» What you have to do: Everything below from the line with "governing permissions and" to the last line, both included, is to be written out exactly, with nothing added.

*** Input material Section Begins ***

/*
 * Copyright (C) 2024 The Quarry Authors
 *
 * Licensed under the Apache License, Version 2.0 (the "License");
 * you may not use this file except in compliance with the License.
 * You may obtain a copy of the License at
 *
 * http://www.apache.org/licenses/LICENSE-2.0
 *
 * Unless required by applicable law or agreed to in writing, software
 * distributed under the License is distributed on an "AS IS" BASIS,
 * WITHOUT WARRANTIES OR CONDITIONS OF ANY KIND, either express or implied.
 * See the License for the specific language governing permissions and
 * limitations under the License.
 */

pub mod conditions;
pub mod types;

*** Input material Section Ends ***

» Exercise solution:
 * See the License for the specific language governing permissions and
 * limitations under the License.
 */

pub mod conditions;
pub mod types;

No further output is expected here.